Data excerpts
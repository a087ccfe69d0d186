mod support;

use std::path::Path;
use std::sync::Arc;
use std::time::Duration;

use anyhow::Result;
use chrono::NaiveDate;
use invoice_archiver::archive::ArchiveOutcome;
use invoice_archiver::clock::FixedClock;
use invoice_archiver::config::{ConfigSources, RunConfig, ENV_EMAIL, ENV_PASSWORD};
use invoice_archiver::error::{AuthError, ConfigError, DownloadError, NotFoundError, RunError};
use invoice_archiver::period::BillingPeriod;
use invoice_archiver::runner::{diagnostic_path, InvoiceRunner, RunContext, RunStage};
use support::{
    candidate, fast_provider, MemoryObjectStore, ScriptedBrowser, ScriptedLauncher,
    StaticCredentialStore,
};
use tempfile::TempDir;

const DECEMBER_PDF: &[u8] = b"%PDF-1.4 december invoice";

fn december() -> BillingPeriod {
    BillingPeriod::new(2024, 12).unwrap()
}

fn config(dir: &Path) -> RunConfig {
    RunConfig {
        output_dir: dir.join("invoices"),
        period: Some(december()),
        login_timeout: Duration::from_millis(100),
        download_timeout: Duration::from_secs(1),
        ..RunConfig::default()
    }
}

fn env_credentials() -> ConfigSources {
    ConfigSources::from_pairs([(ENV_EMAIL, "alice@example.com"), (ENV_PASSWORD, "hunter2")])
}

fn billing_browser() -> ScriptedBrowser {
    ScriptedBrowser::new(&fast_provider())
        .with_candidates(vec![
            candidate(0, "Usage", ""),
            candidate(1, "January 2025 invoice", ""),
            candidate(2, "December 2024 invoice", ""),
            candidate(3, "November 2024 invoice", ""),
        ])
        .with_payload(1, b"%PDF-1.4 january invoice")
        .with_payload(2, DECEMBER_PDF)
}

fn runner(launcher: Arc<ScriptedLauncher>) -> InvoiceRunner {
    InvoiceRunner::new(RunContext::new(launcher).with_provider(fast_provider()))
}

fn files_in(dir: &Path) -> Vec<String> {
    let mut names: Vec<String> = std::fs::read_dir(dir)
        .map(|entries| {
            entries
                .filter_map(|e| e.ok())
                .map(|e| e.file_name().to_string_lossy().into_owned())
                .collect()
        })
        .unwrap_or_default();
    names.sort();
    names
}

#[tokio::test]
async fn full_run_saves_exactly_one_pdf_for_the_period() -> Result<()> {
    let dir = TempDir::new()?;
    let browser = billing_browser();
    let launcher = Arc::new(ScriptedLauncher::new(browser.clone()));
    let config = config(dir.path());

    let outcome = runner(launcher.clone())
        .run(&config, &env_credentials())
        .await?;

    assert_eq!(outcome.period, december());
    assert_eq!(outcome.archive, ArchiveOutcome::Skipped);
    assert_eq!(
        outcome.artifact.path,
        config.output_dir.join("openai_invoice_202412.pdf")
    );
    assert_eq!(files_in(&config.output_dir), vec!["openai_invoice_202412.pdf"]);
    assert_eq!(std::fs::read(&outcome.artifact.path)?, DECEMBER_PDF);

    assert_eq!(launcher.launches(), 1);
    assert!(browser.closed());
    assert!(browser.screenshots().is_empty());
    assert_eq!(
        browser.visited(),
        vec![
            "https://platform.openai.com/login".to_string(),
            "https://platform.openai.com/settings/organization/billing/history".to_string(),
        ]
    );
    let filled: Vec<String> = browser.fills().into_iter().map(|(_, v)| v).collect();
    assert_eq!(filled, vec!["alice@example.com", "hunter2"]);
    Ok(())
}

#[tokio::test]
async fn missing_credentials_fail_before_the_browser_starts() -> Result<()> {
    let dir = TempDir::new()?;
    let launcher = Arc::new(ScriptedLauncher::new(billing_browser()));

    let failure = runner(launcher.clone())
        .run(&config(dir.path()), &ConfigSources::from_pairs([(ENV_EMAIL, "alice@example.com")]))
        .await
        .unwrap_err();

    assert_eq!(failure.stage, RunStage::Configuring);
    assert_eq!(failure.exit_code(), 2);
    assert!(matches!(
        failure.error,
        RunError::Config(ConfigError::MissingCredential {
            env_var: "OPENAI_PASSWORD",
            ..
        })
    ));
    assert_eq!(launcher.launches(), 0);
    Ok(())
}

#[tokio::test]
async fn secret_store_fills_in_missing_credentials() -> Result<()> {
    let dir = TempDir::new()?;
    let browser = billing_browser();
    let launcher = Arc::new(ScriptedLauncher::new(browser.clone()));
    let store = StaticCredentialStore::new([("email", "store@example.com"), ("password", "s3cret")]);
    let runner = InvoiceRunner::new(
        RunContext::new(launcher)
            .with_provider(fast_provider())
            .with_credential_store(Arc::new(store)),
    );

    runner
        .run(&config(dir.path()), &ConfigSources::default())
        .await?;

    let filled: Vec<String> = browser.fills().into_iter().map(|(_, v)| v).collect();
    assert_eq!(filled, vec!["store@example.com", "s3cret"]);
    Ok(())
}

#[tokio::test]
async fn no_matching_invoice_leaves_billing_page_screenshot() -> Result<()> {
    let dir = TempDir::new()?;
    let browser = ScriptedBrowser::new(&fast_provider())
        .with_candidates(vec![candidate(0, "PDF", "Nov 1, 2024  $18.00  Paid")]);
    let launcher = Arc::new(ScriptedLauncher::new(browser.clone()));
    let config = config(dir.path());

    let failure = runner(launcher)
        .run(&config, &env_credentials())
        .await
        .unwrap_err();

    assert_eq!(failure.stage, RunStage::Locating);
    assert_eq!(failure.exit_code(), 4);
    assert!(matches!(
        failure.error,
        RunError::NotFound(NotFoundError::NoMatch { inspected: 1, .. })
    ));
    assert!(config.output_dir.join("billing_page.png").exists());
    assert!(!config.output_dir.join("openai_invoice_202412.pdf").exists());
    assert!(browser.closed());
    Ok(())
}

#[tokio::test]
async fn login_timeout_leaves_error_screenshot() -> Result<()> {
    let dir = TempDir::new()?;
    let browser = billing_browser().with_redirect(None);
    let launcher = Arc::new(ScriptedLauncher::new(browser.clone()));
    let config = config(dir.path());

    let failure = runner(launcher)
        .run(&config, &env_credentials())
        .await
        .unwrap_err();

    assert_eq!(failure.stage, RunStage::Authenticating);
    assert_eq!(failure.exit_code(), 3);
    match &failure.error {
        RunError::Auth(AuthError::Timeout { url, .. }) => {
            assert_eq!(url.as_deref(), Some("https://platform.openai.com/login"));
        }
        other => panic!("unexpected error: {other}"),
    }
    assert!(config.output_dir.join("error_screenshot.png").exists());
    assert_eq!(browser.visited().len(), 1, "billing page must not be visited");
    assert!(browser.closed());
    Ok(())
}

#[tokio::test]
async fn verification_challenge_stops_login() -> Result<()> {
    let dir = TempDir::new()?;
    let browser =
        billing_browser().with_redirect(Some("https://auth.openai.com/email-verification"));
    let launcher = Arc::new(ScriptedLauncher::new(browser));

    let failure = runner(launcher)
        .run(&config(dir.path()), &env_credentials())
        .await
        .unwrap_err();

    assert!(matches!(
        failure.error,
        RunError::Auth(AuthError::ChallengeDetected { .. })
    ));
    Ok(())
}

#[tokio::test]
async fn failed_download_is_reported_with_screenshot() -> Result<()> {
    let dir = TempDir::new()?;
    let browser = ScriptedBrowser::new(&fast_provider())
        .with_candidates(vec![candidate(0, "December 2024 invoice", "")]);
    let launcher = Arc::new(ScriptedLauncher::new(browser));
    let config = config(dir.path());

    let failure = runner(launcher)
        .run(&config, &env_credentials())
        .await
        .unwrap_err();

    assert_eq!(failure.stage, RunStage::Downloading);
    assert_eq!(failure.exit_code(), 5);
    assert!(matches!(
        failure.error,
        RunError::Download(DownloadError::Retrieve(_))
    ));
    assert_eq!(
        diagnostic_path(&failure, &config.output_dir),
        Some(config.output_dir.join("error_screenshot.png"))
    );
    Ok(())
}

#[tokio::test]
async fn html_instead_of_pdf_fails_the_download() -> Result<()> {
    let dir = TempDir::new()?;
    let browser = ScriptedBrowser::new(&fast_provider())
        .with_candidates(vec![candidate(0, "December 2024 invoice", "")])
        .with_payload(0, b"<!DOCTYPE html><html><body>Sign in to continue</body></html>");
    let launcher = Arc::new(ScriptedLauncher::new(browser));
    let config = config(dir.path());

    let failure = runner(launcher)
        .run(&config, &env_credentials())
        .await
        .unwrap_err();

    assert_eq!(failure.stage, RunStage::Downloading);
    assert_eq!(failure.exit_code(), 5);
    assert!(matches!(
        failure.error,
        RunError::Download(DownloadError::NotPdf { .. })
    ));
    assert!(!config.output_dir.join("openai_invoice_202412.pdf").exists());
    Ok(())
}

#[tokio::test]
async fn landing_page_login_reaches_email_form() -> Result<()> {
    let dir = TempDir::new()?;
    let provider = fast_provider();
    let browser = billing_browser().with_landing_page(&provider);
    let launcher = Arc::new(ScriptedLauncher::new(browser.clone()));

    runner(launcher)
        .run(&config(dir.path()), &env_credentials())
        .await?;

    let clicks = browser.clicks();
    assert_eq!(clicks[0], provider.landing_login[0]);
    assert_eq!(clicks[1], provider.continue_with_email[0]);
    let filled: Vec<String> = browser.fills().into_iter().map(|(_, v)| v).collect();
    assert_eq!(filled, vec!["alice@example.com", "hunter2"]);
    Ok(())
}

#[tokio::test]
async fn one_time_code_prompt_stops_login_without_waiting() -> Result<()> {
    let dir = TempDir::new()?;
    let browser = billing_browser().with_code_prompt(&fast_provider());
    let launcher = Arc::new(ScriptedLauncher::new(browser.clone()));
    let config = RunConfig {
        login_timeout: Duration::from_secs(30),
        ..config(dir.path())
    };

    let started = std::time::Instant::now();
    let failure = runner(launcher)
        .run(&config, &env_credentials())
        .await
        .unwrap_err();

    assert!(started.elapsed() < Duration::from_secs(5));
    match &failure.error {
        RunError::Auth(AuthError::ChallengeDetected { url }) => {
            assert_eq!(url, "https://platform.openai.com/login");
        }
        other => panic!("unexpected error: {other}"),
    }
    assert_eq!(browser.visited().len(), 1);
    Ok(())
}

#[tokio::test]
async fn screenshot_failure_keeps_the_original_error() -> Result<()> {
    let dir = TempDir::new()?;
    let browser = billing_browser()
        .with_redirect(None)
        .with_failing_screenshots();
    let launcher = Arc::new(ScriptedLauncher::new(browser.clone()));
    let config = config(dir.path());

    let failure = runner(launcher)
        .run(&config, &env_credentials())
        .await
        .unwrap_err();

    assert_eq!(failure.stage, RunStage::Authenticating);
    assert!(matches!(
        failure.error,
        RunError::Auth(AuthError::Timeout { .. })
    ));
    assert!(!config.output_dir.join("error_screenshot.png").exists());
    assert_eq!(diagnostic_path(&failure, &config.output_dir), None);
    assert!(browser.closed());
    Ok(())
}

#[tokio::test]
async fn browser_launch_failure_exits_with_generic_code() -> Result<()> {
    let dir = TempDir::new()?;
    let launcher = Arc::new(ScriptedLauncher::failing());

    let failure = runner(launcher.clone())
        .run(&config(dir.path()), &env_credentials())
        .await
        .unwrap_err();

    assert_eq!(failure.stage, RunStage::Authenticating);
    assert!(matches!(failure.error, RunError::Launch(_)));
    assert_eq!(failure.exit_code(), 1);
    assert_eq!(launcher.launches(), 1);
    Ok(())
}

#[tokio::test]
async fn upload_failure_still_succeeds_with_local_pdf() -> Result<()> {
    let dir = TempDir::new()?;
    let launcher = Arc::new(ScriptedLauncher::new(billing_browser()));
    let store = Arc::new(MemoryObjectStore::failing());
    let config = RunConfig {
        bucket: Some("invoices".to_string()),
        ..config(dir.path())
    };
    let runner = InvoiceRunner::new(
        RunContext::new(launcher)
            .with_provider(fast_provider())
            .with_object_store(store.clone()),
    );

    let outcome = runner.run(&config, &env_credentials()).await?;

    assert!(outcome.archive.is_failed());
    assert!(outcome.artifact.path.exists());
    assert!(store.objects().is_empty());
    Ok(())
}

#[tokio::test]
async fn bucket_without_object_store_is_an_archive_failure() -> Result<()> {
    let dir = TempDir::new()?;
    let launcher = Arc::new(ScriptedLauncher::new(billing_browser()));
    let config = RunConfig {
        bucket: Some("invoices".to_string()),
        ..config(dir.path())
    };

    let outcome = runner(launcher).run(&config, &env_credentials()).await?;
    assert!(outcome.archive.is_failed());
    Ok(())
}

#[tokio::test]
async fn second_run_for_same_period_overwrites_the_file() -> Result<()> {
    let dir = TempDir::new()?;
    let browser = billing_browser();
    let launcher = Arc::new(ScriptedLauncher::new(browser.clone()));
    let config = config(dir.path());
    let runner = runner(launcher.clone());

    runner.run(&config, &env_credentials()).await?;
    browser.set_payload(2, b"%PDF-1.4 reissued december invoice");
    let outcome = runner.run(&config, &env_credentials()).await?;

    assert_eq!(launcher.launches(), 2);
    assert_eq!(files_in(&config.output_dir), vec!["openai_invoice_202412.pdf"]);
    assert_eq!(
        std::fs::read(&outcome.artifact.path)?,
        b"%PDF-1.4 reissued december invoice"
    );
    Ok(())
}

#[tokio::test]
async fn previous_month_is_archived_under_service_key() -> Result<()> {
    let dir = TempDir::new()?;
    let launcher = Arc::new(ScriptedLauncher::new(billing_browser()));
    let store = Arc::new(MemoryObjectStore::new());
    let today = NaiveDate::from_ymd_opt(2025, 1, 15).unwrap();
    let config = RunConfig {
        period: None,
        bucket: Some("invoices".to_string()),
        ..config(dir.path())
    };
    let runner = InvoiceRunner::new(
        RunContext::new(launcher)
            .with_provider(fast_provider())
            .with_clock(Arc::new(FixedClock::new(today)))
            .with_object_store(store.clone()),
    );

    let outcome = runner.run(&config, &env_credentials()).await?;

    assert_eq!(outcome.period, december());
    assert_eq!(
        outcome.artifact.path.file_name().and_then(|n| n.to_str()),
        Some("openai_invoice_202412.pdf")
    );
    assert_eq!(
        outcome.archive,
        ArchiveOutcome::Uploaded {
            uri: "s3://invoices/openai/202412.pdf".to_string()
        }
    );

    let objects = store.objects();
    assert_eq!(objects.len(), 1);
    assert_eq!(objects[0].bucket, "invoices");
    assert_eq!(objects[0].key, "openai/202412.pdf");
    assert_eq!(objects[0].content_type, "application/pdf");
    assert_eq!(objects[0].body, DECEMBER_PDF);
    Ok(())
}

--

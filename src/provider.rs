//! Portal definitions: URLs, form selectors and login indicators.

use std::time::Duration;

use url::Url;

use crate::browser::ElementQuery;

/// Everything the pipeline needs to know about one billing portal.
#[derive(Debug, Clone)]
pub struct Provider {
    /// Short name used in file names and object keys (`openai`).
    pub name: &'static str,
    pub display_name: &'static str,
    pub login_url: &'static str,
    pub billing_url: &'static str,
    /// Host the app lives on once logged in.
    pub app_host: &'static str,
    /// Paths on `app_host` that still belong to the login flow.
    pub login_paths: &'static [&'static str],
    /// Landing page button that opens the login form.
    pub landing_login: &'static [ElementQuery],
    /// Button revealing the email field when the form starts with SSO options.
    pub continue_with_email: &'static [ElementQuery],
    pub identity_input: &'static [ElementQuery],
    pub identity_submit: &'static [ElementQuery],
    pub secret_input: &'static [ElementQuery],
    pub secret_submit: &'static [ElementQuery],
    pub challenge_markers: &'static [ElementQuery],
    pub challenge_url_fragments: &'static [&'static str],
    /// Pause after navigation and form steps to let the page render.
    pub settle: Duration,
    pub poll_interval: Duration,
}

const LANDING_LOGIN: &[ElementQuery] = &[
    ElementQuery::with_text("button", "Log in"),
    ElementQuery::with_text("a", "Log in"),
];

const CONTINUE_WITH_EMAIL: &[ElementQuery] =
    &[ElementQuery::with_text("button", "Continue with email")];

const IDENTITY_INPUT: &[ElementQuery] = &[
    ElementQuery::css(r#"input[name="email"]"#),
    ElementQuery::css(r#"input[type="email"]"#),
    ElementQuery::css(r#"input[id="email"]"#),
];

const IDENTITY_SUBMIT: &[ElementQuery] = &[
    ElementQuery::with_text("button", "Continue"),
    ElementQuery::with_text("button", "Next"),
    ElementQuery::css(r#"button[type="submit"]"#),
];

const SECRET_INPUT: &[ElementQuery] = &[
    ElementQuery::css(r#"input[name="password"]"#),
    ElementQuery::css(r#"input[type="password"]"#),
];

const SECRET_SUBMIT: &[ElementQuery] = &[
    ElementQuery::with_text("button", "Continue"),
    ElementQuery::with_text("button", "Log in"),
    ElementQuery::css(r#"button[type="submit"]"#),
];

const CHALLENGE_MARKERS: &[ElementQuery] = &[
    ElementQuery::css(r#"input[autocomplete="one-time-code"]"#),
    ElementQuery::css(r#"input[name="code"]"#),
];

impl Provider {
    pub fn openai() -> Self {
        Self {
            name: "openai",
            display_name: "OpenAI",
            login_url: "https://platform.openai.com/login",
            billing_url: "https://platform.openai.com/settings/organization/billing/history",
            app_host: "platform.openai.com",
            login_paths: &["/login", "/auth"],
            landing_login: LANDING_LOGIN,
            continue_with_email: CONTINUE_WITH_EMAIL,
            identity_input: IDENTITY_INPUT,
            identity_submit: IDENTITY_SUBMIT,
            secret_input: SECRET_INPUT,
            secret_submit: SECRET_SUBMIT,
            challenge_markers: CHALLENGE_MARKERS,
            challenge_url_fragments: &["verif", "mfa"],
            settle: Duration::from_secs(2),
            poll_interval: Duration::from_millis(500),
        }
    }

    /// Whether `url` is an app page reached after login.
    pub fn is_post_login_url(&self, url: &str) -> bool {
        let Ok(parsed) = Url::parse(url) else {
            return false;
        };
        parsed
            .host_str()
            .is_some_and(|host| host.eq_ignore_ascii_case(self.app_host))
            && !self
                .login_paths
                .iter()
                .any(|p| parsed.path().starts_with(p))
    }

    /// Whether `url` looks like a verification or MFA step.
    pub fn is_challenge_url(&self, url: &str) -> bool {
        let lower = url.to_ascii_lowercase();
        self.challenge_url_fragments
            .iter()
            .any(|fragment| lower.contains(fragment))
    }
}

* * *

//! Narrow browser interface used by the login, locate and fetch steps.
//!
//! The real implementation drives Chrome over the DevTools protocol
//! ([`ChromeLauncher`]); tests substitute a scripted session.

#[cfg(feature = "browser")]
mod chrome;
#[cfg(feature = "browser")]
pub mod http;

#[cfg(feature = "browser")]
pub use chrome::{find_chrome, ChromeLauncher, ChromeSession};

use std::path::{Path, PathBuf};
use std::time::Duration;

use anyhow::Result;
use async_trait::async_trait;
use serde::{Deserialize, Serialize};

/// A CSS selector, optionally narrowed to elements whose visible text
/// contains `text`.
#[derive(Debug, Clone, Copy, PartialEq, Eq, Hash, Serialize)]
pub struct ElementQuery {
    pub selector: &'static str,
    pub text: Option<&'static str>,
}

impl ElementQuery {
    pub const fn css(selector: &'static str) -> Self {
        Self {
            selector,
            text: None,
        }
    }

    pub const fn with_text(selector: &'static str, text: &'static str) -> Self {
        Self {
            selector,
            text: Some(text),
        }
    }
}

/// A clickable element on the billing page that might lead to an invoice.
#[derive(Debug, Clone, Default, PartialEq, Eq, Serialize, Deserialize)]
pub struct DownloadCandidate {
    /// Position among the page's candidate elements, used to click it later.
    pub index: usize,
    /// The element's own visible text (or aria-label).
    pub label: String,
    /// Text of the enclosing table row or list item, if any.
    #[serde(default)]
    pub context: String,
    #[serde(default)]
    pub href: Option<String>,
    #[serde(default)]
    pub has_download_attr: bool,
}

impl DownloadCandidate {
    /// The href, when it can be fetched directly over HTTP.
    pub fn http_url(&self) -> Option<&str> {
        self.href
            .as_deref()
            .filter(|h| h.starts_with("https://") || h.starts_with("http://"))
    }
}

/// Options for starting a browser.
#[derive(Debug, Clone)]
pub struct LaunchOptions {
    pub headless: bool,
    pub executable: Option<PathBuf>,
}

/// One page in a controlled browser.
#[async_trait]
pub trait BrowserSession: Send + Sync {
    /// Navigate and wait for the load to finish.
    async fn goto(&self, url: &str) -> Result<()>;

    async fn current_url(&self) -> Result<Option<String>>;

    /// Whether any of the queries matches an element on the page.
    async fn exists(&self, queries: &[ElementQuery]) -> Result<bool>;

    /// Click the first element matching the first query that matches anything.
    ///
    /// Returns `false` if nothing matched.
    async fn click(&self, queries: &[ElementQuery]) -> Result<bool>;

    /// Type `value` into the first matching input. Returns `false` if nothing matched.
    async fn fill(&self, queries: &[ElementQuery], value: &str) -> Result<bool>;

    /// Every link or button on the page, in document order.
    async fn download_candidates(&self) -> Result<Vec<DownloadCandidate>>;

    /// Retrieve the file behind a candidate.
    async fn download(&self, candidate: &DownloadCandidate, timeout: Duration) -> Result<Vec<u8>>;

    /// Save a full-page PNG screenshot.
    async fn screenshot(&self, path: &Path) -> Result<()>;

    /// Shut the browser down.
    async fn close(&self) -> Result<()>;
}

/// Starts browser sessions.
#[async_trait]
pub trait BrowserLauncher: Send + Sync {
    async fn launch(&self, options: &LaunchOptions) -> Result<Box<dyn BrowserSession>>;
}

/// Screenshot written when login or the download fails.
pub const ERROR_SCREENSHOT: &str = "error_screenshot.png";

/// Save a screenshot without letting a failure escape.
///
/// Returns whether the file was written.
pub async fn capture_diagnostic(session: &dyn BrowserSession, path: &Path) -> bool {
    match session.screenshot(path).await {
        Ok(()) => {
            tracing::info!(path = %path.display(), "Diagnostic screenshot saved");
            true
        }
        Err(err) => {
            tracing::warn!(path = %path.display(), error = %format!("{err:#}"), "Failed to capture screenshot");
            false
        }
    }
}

EXERCISE DETAILS
A single figure is expected: the count of lines in the data above that include the word "bool".

EXERCISE SOLUTION
8